◆ ASSIGNED TASK
In the lines below, count those containing the word "meeting" and give the number alone.

:: RECORDS ::

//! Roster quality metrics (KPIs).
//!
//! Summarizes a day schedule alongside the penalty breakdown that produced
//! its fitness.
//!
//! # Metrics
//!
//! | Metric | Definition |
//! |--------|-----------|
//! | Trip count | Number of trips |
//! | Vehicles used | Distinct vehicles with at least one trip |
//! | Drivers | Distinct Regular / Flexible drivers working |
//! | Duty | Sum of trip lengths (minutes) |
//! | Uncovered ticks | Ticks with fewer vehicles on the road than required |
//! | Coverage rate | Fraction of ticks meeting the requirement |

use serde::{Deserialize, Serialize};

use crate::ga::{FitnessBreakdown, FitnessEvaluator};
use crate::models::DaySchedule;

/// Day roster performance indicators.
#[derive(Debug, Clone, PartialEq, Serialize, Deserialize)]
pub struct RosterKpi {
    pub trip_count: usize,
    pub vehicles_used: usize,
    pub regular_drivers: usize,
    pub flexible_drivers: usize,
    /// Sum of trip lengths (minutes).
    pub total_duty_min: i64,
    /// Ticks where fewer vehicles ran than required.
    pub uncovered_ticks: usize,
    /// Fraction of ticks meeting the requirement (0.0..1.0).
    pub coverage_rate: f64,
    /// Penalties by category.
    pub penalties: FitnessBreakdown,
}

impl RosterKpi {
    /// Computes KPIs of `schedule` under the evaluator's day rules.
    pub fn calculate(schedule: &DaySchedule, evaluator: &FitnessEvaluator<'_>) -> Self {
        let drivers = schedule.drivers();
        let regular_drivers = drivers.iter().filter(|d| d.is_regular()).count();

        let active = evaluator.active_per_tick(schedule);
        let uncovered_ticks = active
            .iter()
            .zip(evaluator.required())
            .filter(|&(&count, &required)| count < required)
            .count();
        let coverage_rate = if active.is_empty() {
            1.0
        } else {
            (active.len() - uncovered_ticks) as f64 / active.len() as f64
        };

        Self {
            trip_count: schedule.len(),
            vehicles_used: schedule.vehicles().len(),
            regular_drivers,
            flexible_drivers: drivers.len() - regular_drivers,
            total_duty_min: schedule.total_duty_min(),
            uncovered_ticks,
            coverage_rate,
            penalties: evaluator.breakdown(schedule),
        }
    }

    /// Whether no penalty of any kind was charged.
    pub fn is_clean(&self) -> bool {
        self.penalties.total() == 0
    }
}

:::

◆ WRITTEN RESPONSE
2